Written By: Kevin Maguire
Published: March 15, 2017 Last modified: March 15, 2017

Labour resembles the relaunched Top Gear on the BBC, stuck in reverse with plunging ratings as viewers switch off despite the new presenters squealing the cars are shinier and faster than ever.

Jeremy Corbyn would be more at home in Call the Midwife, helping distressed women in London’s even more distressed communities give birth to the next generation of Labour voters. Unfortunately politics at the mo is more petrol head brash than midwife kind so he’s struggling to hold on to the support instead of converting sceptics.

A Brief History of Time for this leader is: election, mistakes, turbulence, revolt, Europe, coup, re-election, mistakes, turbulence…

Professor Stephen Hawking, a Leftie with a brain the size of a planet, taking against Jezza will have stung deeply a Corbyn who was thrilled to sit next to a physicist he admires greatly at last Autumn’s Daily Mirror Pride of Britain awards. A politely brought up and considerate man who always says “please” and “thank you”, Corbs afterwards wrote a letter of appreciation. Today it might be tear stained.

It’s difficult for Jezza to find consolation when Hawking was quoted in The Times of London as saying “I regard Corbyn as a disaster” and “I think he should step down for the sake of the party”. Clearly news of an 18-point deficit in the polls and the loss of traditional Labour territory in Cumbria has reached Cambridge where the Prof isn’t happy.

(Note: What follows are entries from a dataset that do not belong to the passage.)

use std::str::FromStr;

use async_trait::async_trait;
use chrono::{DateTime, Utc};
use scheduler_domain::{
    is_due, NewTaskDescriptor, RunCompletion, RunningFlags, TaskDescriptor, TaskDescriptorStore,
};
use scheduler_errors::{SchedulerError, SchedulerResult};
use sqlx::sqlite::{SqliteConnectOptions, SqliteJournalMode, SqlitePoolOptions, SqliteRow};
use sqlx::{Row, SqlitePool};
use tracing::{debug, instrument};

const SELECT_COLUMNS: &str = "SELECT id, name, kind, interval_seconds, enabled, stop_on_error, \
     timeout_seconds, parameters, last_enabled_utc, last_start_utc, last_end_utc, last_success_utc \
     FROM schedule_tasks";

/// 基于SQLite的任务存储
///
/// `running` 标记不落库，进程内由 [`RunningFlags`] 维护，重启后全部清零。
pub struct SqliteTaskStore {
    pool: SqlitePool,
    flags: RunningFlags,
}

impl SqliteTaskStore {
    /// 使用已有连接池，调用方需自行保证表结构已创建
    pub fn new(pool: SqlitePool) -> Self {
        Self {
            pool,
            flags: RunningFlags::new(),
        }
    }

    /// 连接数据库并运行迁移
    ///
    /// 内存数据库（`sqlite::memory:`）强制单连接，否则每个连接会看到各自独立的库。
    pub async fn connect(database_url: &str, max_connections: u32) -> SchedulerResult<Self> {
        debug!("Creating SQLite task store at: {}", database_url);

        let in_memory = database_url.contains(":memory:");
        let mut connect_options =
            SqliteConnectOptions::from_str(database_url)?.create_if_missing(true);
        if !in_memory {
            connect_options = connect_options.journal_mode(SqliteJournalMode::Wal);
        }

        let mut pool_options = SqlitePoolOptions::new().min_connections(1);
        pool_options = if in_memory {
            pool_options
                .max_connections(1)
                .idle_timeout(None)
                .max_lifetime(None)
        } else {
            pool_options.max_connections(max_connections)
        };

        let pool = pool_options.connect_with(connect_options).await?;
        Self::run_migrations(&pool).await?;

        debug!("Successfully created SQLite task store");
        Ok(Self::new(pool))
    }

    pub fn pool(&self) -> &SqlitePool {
        &self.pool
    }

    /// 运行数据库迁移
    pub async fn run_migrations(pool: &SqlitePool) -> SchedulerResult<()> {
        debug!("Running SQLite database migrations");

        sqlx::query(
            r#"
            CREATE TABLE IF NOT EXISTS schedule_tasks (
                id INTEGER PRIMARY KEY AUTOINCREMENT,
                name TEXT NOT NULL UNIQUE,
                kind TEXT NOT NULL,
                interval_seconds INTEGER NOT NULL CHECK (interval_seconds > 0),
                enabled BOOLEAN NOT NULL DEFAULT 1,
                stop_on_error BOOLEAN NOT NULL DEFAULT 0,
                timeout_seconds INTEGER,
                parameters TEXT NOT NULL DEFAULT '{}',
                last_enabled_utc DATETIME,
                last_start_utc DATETIME,
                last_end_utc DATETIME,
                last_success_utc DATETIME,
                created_at DATETIME NOT NULL DEFAULT CURRENT_TIMESTAMP
            )
            "#,
        )
        .execute(pool)
        .await?;

        sqlx::query("CREATE INDEX IF NOT EXISTS idx_schedule_tasks_enabled ON schedule_tasks(enabled)")
            .execute(pool)
            .await?;

        debug!("Successfully completed SQLite database migrations");
        Ok(())
    }

    fn row_to_task(&self, row: &SqliteRow) -> SchedulerResult<TaskDescriptor> {
        let id: i64 = row.try_get("id")?;
        let parameters: String = row.try_get("parameters")?;
        let parameters = serde_json::from_str(&parameters).map_err(|e| {
            SchedulerError::Serialization(format!("任务 {id} 的参数不是合法JSON: {e}"))
        })?;

        Ok(TaskDescriptor {
            id,
            name: row.try_get("name")?,
            kind: row.try_get("kind")?,
            interval_seconds: row.try_get("interval_seconds")?,
            enabled: row.try_get("enabled")?,
            stop_on_error: row.try_get("stop_on_error")?,
            timeout_seconds: row.try_get("timeout_seconds")?,
            parameters,
            last_enabled_utc: row.try_get("last_enabled_utc")?,
            last_start_utc: row.try_get("last_start_utc")?,
            last_end_utc: row.try_get("last_end_utc")?,
            last_success_utc: row.try_get("last_success_utc")?,
            running: self.flags.is_running(id),
        })
    }

    async fn fetch_required(&self, id: i64) -> SchedulerResult<TaskDescriptor> {
        self.get(id)
            .await?
            .ok_or_else(|| SchedulerError::task_id_not_found(id))
    }
}

#[async_trait]
impl TaskDescriptorStore for SqliteTaskStore {
    async fn list(&self) -> SchedulerResult<Vec<TaskDescriptor>> {
        let rows = sqlx::query(&format!("{SELECT_COLUMNS} ORDER BY id"))
            .fetch_all(&self.pool)
            .await?;

        rows.iter().map(|row| self.row_to_task(row)).collect()
    }

    #[instrument(skip(self), fields(task_id = %id))]
    async fn get(&self, id: i64) -> SchedulerResult<Option<TaskDescriptor>> {
        let row = sqlx::query(&format!("{SELECT_COLUMNS} WHERE id = ?1"))
            .bind(id)
            .fetch_optional(&self.pool)
            .await?;

        row.map(|row| self.row_to_task(&row)).transpose()
    }

    #[instrument(skip(self), fields(task_name = %name))]
    async fn get_by_name(&self, name: &str) -> SchedulerResult<Option<TaskDescriptor>> {
        let row = sqlx::query(&format!("{SELECT_COLUMNS} WHERE name = ?1"))
            .bind(name)
            .fetch_optional(&self.pool)
            .await?;

        row.map(|row| self.row_to_task(&row)).transpose()
    }

    #[instrument(skip(self, task), fields(task_name = %task.name, task_kind = %task.kind))]
    async fn insert_if_missing(
        &self,
        task: &NewTaskDescriptor,
        now: DateTime<Utc>,
    ) -> SchedulerResult<TaskDescriptor> {
        task.validate()?;
        let seed = task.clone().into_descriptor(0, now);
        let parameters = serde_json::to_string(&seed.parameters)?;

        let result = sqlx::query(
            r#"
            INSERT INTO schedule_tasks
                (name, kind, interval_seconds, enabled, stop_on_error, timeout_seconds, parameters, last_enabled_utc)
            VALUES (?1, ?2, ?3, ?4, ?5, ?6, ?7, ?8)
            ON CONFLICT(name) DO NOTHING
            "#,
        )
        .bind(&seed.name)
        .bind(&seed.kind)
        .bind(seed.interval_seconds)
        .bind(seed.enabled)
        .bind(seed.stop_on_error)
        .bind(seed.timeout_seconds)
        .bind(parameters)
        .bind(seed.last_enabled_utc)
        .execute(&self.pool)
        .await?;

        if result.rows_affected() == 0 {
            debug!("种子任务已存在，保持不变: {}", seed.name);
        } else {
            debug!("写入种子任务: {}", seed.name);
        }

        self.get_by_name(&seed.name)
            .await?
            .ok_or_else(|| SchedulerError::task_not_found(&seed.name))
    }

    async fn claim(&self, id: i64) -> SchedulerResult<bool> {
        // 确认任务存在后再置位
        self.fetch_required(id).await?;
        Ok(self.flags.try_claim(id))
    }

    async fn claim_due(&self, id: i64, now: DateTime<Utc>) -> SchedulerResult<bool> {
        if !self.flags.try_claim(id) {
            return Ok(false);
        }
        let due = match self.get(id).await {
            Ok(Some(mut task)) => {
                task.running = false;
                is_due(&task, now)
            }
            Ok(None) => false,
            Err(e) => {
                self.flags.release(id);
                return Err(e);
            }
        };
        if !due {
            self.flags.release(id);
        }
        Ok(due)
    }

    async fn release(&self, id: i64) {
        self.flags.release(id);
    }

    async fn is_running(&self, id: i64) -> bool {
        self.flags.is_running(id)
    }

    #[instrument(skip(self), fields(task_id = %id))]
    async fn record_start(&self, id: i64, started_at: DateTime<Utc>) -> SchedulerResult<()> {
        let result = sqlx::query("UPDATE schedule_tasks SET last_start_utc = ?1 WHERE id = ?2")
            .bind(started_at)
            .bind(id)
            .execute(&self.pool)
            .await?;

        if result.rows_affected() == 0 {
            return Err(SchedulerError::task_id_not_found(id));
        }
        Ok(())
    }

    #[instrument(skip(self, completion), fields(task_id = %id, succeeded = completion.succeeded))]
    async fn record_completion(&self, id: i64, completion: RunCompletion) -> SchedulerResult<()> {
        let result = sqlx::query(
            r#"
            UPDATE schedule_tasks
            SET last_end_utc = ?1,
                last_success_utc = CASE WHEN ?2 THEN ?1 ELSE last_success_utc END,
                enabled = CASE WHEN ?3 THEN 0 ELSE enabled END
            WHERE id = ?4
            "#,
        )
        .bind(completion.ended_at)
        .bind(completion.succeeded)
        .bind(completion.disable)
        .bind(id)
        .execute(&self.pool)
        .await?;

        if result.rows_affected() == 0 {
            return Err(SchedulerError::task_id_not_found(id));
        }
        Ok(())
    }

    #[instrument(skip(self), fields(task_id = %id, enabled = enabled))]
    async fn set_enabled(
        &self,
        id: i64,
        enabled: bool,
        now: DateTime<Utc>,
    ) -> SchedulerResult<TaskDescriptor> {
        // SET 右侧读取的是更新前的 enabled
        let result = sqlx::query(
            r#"
            UPDATE schedule_tasks
            SET last_enabled_utc = CASE WHEN ?1 AND enabled = 0 THEN ?2 ELSE last_enabled_utc END,
                enabled = ?1
            WHERE id = ?3
            "#,
        )
        .bind(enabled)
        .bind(now)
        .bind(id)
        .execute(&self.pool)
        .await?;

        if result.rows_affected() == 0 {
            return Err(SchedulerError::task_id_not_found(id));
        }
        self.fetch_required(id).await
    }

    #[instrument(skip(self), fields(task_id = %id))]
    async fn set_interval(
        &self,
        id: i64,
        interval_seconds: i64,
    ) -> SchedulerResult<TaskDescriptor> {
        if interval_seconds <= 0 {
            return Err(SchedulerError::validation_error(format!(
                "执行间隔必须大于0，当前为 {interval_seconds}"
            )));
        }
        let result = sqlx::query("UPDATE schedule_tasks SET interval_seconds = ?1 WHERE id = ?2")
            .bind(interval_seconds)
            .bind(id)
            .execute(&self.pool)
            .await?;

        if result.rows_affected() == 0 {
            return Err(SchedulerError::task_id_not_found(id));
        }
        self.fetch_required(id).await
    }
}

On the upside, Hawking is living proof of our ability to overcome enormous odds when the world’s most famous scientist just celebrated his 75th birthday more than half a century after he was given only a couple of years to live. And he’d still vote Labour at a General election. Which is some consolation.

Hawking’s political analysis is open to challenge but the Cyber Corbs who bravely rubbished online the brain in a wheelchair are part of the party’s problem, not an answer.

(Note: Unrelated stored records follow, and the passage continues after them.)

use std::time::Duration;

use axum::{http::StatusCode, routing::get, Router};
use chrono::Utc;
use scheduler_errors::SchedulerError;
use scheduler_worker::{KeepAliveTask, ScheduledTask, TaskContext};
use tokio_util::sync::CancellationToken;

async fn spawn_server() -> String {
    let app = Router::new()
        .route("/ok", get(|| async { "pong" }))
        .route(
            "/fail",
            get(|| async { (StatusCode::SERVICE_UNAVAILABLE, "down") }),
        )
        .route(
            "/slow",
            get(|| async {
                tokio::time::sleep(Duration::from_secs(30)).await;
                "late"
            }),
        );

    let listener = tokio::net::TcpListener::bind("127.0.0.1:0").await.unwrap();
    let addr = listener.local_addr().unwrap();
    tokio::spawn(async move {
        axum::serve(listener, app).await.unwrap();
    });
    format!("http://{addr}")
}

fn context(url: String) -> TaskContext {
    TaskContext {
        task_id: 1,
        task_name: "ping".to_string(),
        kind: "keep_alive".to_string(),
        parameters: serde_json::json!({ "url": url }),
        started_at: Utc::now(),
        cancellation: CancellationToken::new(),
    }
}

#[tokio::test]
async fn test_keep_alive_success() {
    let base = spawn_server().await;
    let result = KeepAliveTask::new().execute(context(format!("{base}/ok"))).await;
    assert!(result.is_ok(), "{result:?}");
}

#[tokio::test]
async fn test_keep_alive_non_2xx_fails() {
    let base = spawn_server().await;
    let result = KeepAliveTask::new().execute(context(format!("{base}/fail"))).await;
    let err = result.unwrap_err();
    assert!(matches!(err, SchedulerError::TaskExecution(_)));
    assert!(err.to_string().contains("503"));
}

#[tokio::test]
async fn test_keep_alive_honours_cancellation() {
    let base = spawn_server().await;
    let ctx = context(format!("{base}/slow"));
    let token = ctx.cancellation.clone();

    let handle = tokio::spawn(async move { KeepAliveTask::new().execute(ctx).await });
    tokio::time::sleep(Duration::from_millis(50)).await;
    token.cancel();

    let result = tokio::time::timeout(Duration::from_secs(5), handle)
        .await
        .expect("keep-alive did not observe cancellation")
        .unwrap();
    assert!(matches!(result, Err(SchedulerError::Cancelled)));
}
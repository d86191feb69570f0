//! Mock implementations for the scheduler's seams
//!
//! 时钟、事件接收方、任务存储和工作单元的测试替身。

use std::sync::atomic::{AtomicBool, AtomicUsize, Ordering};
use std::sync::{Arc, Mutex};
use std::time::Duration;

use async_trait::async_trait;
use chrono::{DateTime, Utc};
use scheduler_domain::{
    Clock, NewTaskDescriptor, RunCompletion, RunEvent, RunEventSink, RunOutcome, TaskDescriptor,
    TaskDescriptorStore,
};
use scheduler_errors::{SchedulerError, SchedulerResult};
use scheduler_worker::{ScheduledTask, TaskContext};
use tokio::sync::{watch, Notify};

/// 手动推进的时钟
#[derive(Debug)]
pub struct ManualClock {
    now: Mutex<DateTime<Utc>>,
}

impl ManualClock {
    pub fn new(start: DateTime<Utc>) -> Self {
        Self {
            now: Mutex::new(start),
        }
    }

    pub fn advance(&self, by: chrono::Duration) {
        let mut now = self.now.lock().unwrap();
        *now += by;
    }

    pub fn advance_secs(&self, secs: i64) {
        self.advance(chrono::Duration::seconds(secs));
    }

    pub fn set(&self, at: DateTime<Utc>) {
        *self.now.lock().unwrap() = at;
    }
}

impl Clock for ManualClock {
    fn now(&self) -> DateTime<Utc> {
        *self.now.lock().unwrap()
    }
}

/// 记录所有运行事件
#[derive(Debug, Default)]
pub struct RecordingEventSink {
    events: Mutex<Vec<RunEvent>>,
    notify: Notify,
}

impl RecordingEventSink {
    pub fn new() -> Self {
        Self::default()
    }

    pub fn events(&self) -> Vec<RunEvent> {
        self.events.lock().unwrap().clone()
    }

    pub fn count(&self) -> usize {
        self.events.lock().unwrap().len()
    }

    pub fn events_for(&self, task_name: &str) -> Vec<RunEvent> {
        self.events()
            .into_iter()
            .filter(|e| e.task_name == task_name)
            .collect()
    }

    pub fn count_outcome(&self, outcome: RunOutcome) -> usize {
        self.events().iter().filter(|e| e.outcome == outcome).count()
    }

    /// 等待事件数量达到 `count`，超时返回 false
    pub async fn wait_for(&self, count: usize, timeout: Duration) -> bool {
        let deadline = tokio::time::Instant::now() + timeout;
        loop {
            let notified = self.notify.notified();
            if self.count() >= count {
                return true;
            }
            if tokio::time::timeout_at(deadline, notified).await.is_err() {
                return self.count() >= count;
            }
        }
    }
}

#[async_trait]
impl RunEventSink for RecordingEventSink {
    async fn emit(&self, event: &RunEvent) {
        self.events.lock().unwrap().push(event.clone());
        self.notify.notify_waiters();
    }
}

/// 可切换故障状态的存储包装
///
/// 故障期间除 `release`/`is_running` 外的所有操作都返回 `StoreUnavailable`。
/// `pause_claims` 之后认领调用会停在存储里，直到 `resume_claims`。
pub struct FlakyStore {
    inner: Arc<dyn TaskDescriptorStore>,
    failing: AtomicBool,
    list_calls: AtomicUsize,
    failed_calls: AtomicUsize,
    claims_paused: watch::Sender<bool>,
    parked_claims: AtomicUsize,
}

impl FlakyStore {
    pub fn new(inner: Arc<dyn TaskDescriptorStore>) -> Self {
        Self {
            inner,
            failing: AtomicBool::new(false),
            list_calls: AtomicUsize::new(0),
            failed_calls: AtomicUsize::new(0),
            claims_paused: watch::channel(false).0,
            parked_claims: AtomicUsize::new(0),
        }
    }

    pub fn pause_claims(&self) {
        self.claims_paused.send_replace(true);
    }

    pub fn resume_claims(&self) {
        self.claims_paused.send_replace(false);
    }

    /// 曾经停在暂停闸门上的认领调用数
    pub fn parked_claims(&self) -> usize {
        self.parked_claims.load(Ordering::SeqCst)
    }

    async fn claim_gate(&self) {
        let mut paused = self.claims_paused.subscribe();
        if *paused.borrow_and_update() {
            self.parked_claims.fetch_add(1, Ordering::SeqCst);
            let _ = paused.wait_for(|paused| !*paused).await;
        }
    }

    pub fn set_failing(&self, failing: bool) {
        self.failing.store(failing, Ordering::SeqCst);
    }

    /// `list` 被调用的次数，等价于调度器尝试的轮数
    pub fn list_calls(&self) -> usize {
        self.list_calls.load(Ordering::SeqCst)
    }

    pub fn failed_calls(&self) -> usize {
        self.failed_calls.load(Ordering::SeqCst)
    }

    fn check(&self) -> SchedulerResult<()> {
        if self.failing.load(Ordering::SeqCst) {
            self.failed_calls.fetch_add(1, Ordering::SeqCst);
            return Err(SchedulerError::store_unavailable("模拟的存储故障"));
        }
        Ok(())
    }
}

#[async_trait]
impl TaskDescriptorStore for FlakyStore {
    async fn list(&self) -> SchedulerResult<Vec<TaskDescriptor>> {
        self.list_calls.fetch_add(1, Ordering::SeqCst);
        self.check()?;
        self.inner.list().await
    }

    async fn get(&self, id: i64) -> SchedulerResult<Option<TaskDescriptor>> {
        self.check()?;
        self.inner.get(id).await
    }

    async fn get_by_name(&self, name: &str) -> SchedulerResult<Option<TaskDescriptor>> {
        self.check()?;
        self.inner.get_by_name(name).await
    }

    async fn insert_if_missing(
        &self,
        task: &NewTaskDescriptor,
        now: DateTime<Utc>,
    ) -> SchedulerResult<TaskDescriptor> {
        self.check()?;
        self.inner.insert_if_missing(task, now).await
    }

    async fn claim(&self, id: i64) -> SchedulerResult<bool> {
        self.claim_gate().await;
        self.check()?;
        self.inner.claim(id).await
    }

    async fn claim_due(&self, id: i64, now: DateTime<Utc>) -> SchedulerResult<bool> {
        self.claim_gate().await;
        self.check()?;
        self.inner.claim_due(id, now).await
    }

    async fn release(&self, id: i64) {
        self.inner.release(id).await
    }

    async fn is_running(&self, id: i64) -> bool {
        self.inner.is_running(id).await
    }

    async fn record_start(&self, id: i64, started_at: DateTime<Utc>) -> SchedulerResult<()> {
        self.check()?;
        self.inner.record_start(id, started_at).await
    }

    async fn record_completion(&self, id: i64, completion: RunCompletion) -> SchedulerResult<()> {
        self.check()?;
        self.inner.record_completion(id, completion).await
    }

    async fn set_enabled(
        &self,
        id: i64,
        enabled: bool,
        now: DateTime<Utc>,
    ) -> SchedulerResult<TaskDescriptor> {
        self.check()?;
        self.inner.set_enabled(id, enabled, now).await
    }

    async fn set_interval(
        &self,
        id: i64,
        interval_seconds: i64,
    ) -> SchedulerResult<TaskDescriptor> {
        self.check()?;
        self.inner.set_interval(id, interval_seconds).await
    }
}

#[derive(Debug, Clone)]
enum Behavior {
    Succeed,
    Fail(String),
    Panic(String),
}

/// [`ScriptedTask`] 的调用统计
#[derive(Debug, Default)]
pub struct ScriptStats {
    invocations: AtomicUsize,
    active: AtomicUsize,
    max_active: AtomicUsize,
    completed: AtomicUsize,
    cancelled: AtomicUsize,
}

impl ScriptStats {
    pub fn invocations(&self) -> usize {
        self.invocations.load(Ordering::SeqCst)
    }

    pub fn active(&self) -> usize {
        self.active.load(Ordering::SeqCst)
    }

    /// 同一时刻最多有几个调用在执行
    pub fn max_active(&self) -> usize {
        self.max_active.load(Ordering::SeqCst)
    }

    pub fn completed(&self) -> usize {
        self.completed.load(Ordering::SeqCst)
    }

    pub fn cancelled(&self) -> usize {
        self.cancelled.load(Ordering::SeqCst)
    }
}

struct ActiveGuard(Arc<ScriptStats>);

impl ActiveGuard {
    fn enter(stats: Arc<ScriptStats>) -> Self {
        let current = stats.active.fetch_add(1, Ordering::SeqCst) + 1;
        stats.max_active.fetch_max(current, Ordering::SeqCst);
        Self(stats)
    }
}

impl Drop for ActiveGuard {
    fn drop(&mut self) {
        self.0.active.fetch_sub(1, Ordering::SeqCst);
    }
}

/// 行为可编排的工作单元
///
/// 可配置执行时长、成功/失败/panic，以及是否响应取消信号。
#[derive(Debug, Clone)]
pub struct ScriptedTask {
    delay: Duration,
    behavior: Behavior,
    failures_before_success: Option<usize>,
    honour_cancellation: bool,
    stats: Arc<ScriptStats>,
}

impl ScriptedTask {
    fn with_behavior(behavior: Behavior) -> Self {
        Self {
            delay: Duration::ZERO,
            behavior,
            failures_before_success: None,
            honour_cancellation: true,
            stats: Arc::new(ScriptStats::default()),
        }
    }

    pub fn succeeding() -> Self {
        Self::with_behavior(Behavior::Succeed)
    }

    pub fn failing(message: &str) -> Self {
        Self::with_behavior(Behavior::Fail(message.to_string()))
    }

    pub fn panicking(message: &str) -> Self {
        Self::with_behavior(Behavior::Panic(message.to_string()))
    }

    /// 前 `n` 次失败，之后成功
    pub fn failing_times(n: usize, message: &str) -> Self {
        let mut task = Self::failing(message);
        task.failures_before_success = Some(n);
        task
    }

    pub fn with_delay(mut self, delay: Duration) -> Self {
        self.delay = delay;
        self
    }

    /// 执行期间不理会取消信号
    pub fn ignoring_cancellation(mut self) -> Self {
        self.honour_cancellation = false;
        self
    }

    pub fn stats(&self) -> Arc<ScriptStats> {
        self.stats.clone()
    }
}

#[async_trait]
impl ScheduledTask for ScriptedTask {
    async fn execute(&self, ctx: TaskContext) -> SchedulerResult<()> {
        let invocation = self.stats.invocations.fetch_add(1, Ordering::SeqCst) + 1;
        let _active = ActiveGuard::enter(self.stats.clone());

        if !self.delay.is_zero() {
            if self.honour_cancellation {
                tokio::select! {
                    _ = tokio::time::sleep(self.delay) => {}
                    _ = ctx.cancelled() => {
                        self.stats.cancelled.fetch_add(1, Ordering::SeqCst);
                        return Err(SchedulerError::Cancelled);
                    }
                }
            } else {
                tokio::time::sleep(self.delay).await;
            }
        }

        self.stats.completed.fetch_add(1, Ordering::SeqCst);
        let behavior = match self.failures_before_success {
            Some(n) if invocation > n => Behavior::Succeed,
            _ => self.behavior.clone(),
        };
        match behavior {
            Behavior::Succeed => Ok(()),
            Behavior::Fail(message) => Err(SchedulerError::task_execution(message)),
            Behavior::Panic(message) => panic!("{message}"),
        }
    }
}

You’d expect an intellect as forensic as the author of a book many stick on a shelf to impress visitors, the smartest bending the spine of the paperback to appear to have actually read it, to get to a nub of the leader’s problem. “His heart,” Hawking was reported saying of Corbyn, “is in the right place and many of his policies are sound but he has allowed himself to be portrayed as a left-wing extremist.”

Bullseye. He’s right. Corbyn foolishly allowed himself to be painted as somebody he isn’t. We can blame the wicked Tory press and establishment broadcasters. I do sometimes.

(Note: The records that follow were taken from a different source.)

use crate::validation::{ConfigValidator, ValidationUtils};
use serde::{Deserialize, Serialize};

/// 管理接口配置
#[derive(Debug, Clone, Serialize, Deserialize)]
#[serde(default)]
pub struct ApiConfig {
    pub enabled: bool,
    pub bind_address: String,
    pub cors_enabled: bool,
}

impl Default for ApiConfig {
    fn default() -> Self {
        Self {
            enabled: true,
            bind_address: "127.0.0.1:8080".to_string(),
            cors_enabled: false,
        }
    }
}

impl ConfigValidator for ApiConfig {
    fn validate(&self) -> crate::ConfigResult<()> {
        if self.enabled {
            ValidationUtils::validate_bind_address(&self.bind_address, "api.bind_address")?;
        }
        Ok(())
    }
}

#[derive(Debug, Clone, Copy, PartialEq, Eq, Serialize, Deserialize)]
#[serde(rename_all = "lowercase")]
pub enum LogFormat {
    Pretty,
    Json,
}

#[derive(Debug, Clone, Serialize, Deserialize)]
#[serde(default)]
pub struct ObservabilityConfig {
    pub log_level: String,
    pub log_format: LogFormat,
    pub metrics_enabled: bool,
    pub metrics_endpoint: String,
}

impl Default for ObservabilityConfig {
    fn default() -> Self {
        Self {
            log_level: "info".to_string(),
            log_format: LogFormat::Pretty,
            metrics_enabled: true,
            metrics_endpoint: "/metrics".to_string(),
        }
    }
}

impl ConfigValidator for ObservabilityConfig {
    fn validate(&self) -> crate::ConfigResult<()> {
        ValidationUtils::validate_one_of(
            &self.log_level,
            &["trace", "debug", "info", "warn", "error"],
            "observability.log_level",
        )?;
        if self.metrics_enabled && !self.metrics_endpoint.starts_with('/') {
            return Err(crate::ConfigError::Validation(
                "observability.metrics_endpoint must start with /".to_string(),
            ));
        }
        Ok(())
    }
}
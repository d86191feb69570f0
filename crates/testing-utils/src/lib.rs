//! # Scheduler Testing Utils
//!
//! 各crate共用的测试工具：可控时钟、记录事件的接收方、可模拟故障的存储、
//! 行为可编排的任务，以及测试数据构造器。
//!
//! ```toml
//! [dev-dependencies]
//! scheduler-testing-utils = { path = "../testing-utils" }
//! ```

pub mod builders;
pub mod helpers;
pub mod mocks;

pub use builders::*;
pub use helpers::*;
pub use mocks::*;
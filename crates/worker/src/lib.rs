pub mod executors;
pub mod registry;
pub mod runner;
pub mod task;

pub use executors::{default_manifest, KeepAliveParams, KeepAliveTask, ShellTask, ShellTaskParams};
pub use registry::{TaskFactory, TaskRegistry, TaskRegistryBuilder};
pub use runner::TaskRunner;
pub use task::{task_fn, ScheduledTask, TaskContext};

Those Labour MPs constantly sniping, rebelling and resigning share responsibility for the party’s  perilous position though how a leader who never showed loyalty to previous leaders could demand loyalty as leader himself is a whirlpool destined to end in disaster.

Yet there are also serious issues of competence and credibility when Corbyn frequently dug his own grave with avoidable gaffes, fatal indecision and iffy performances. Take Prime Minister’s Questions. William Hague proved you can’t conquer a country with Wednesday witty one liners but the sessions put leaders in the shop window and it’s a golden opportunity to look a winner and raise your party’s morale.

Corbyn’s enemies declare him a flop every week and fans equally predictably declare him a winner. I sit in the press gallery most weeks, watching the gladiatorial conflict on the floor below. Jeremy is usually very good on his home turf of health and education. He does OK on living standards and the welfare state. Or put another way he should do better, notwithstanding a pointed comparison last month between a Tory £1bn inheritance tax cut for 26,000 wealthy families and a £3.7bn benefit theft from people with mental health issues.

But he rarely delivers killer blows – exposing true blue Surrey’s sweetheart social care deal was an exception and the fact I remember his better moments off the top of my head underlines how few they’ve been – and a Theresa May improving at the despatch box comes across as comfortable against a leaden opponent.

I don’t agree with Hawking that Corbyn should step down. Either he steps up or more Labour sympathisers and supporters will despair ahead of defeat in an election and all those who would benefit from higher pay, better housing, revived NHS, secure jobs and 1,001 socialist policies are left at the mercy of a Tory regime on a Right-wards march.

The Corbynistas can’t keep on blaming everybody else. Their man needs to get into first gear and start moving forward instead of slipping back.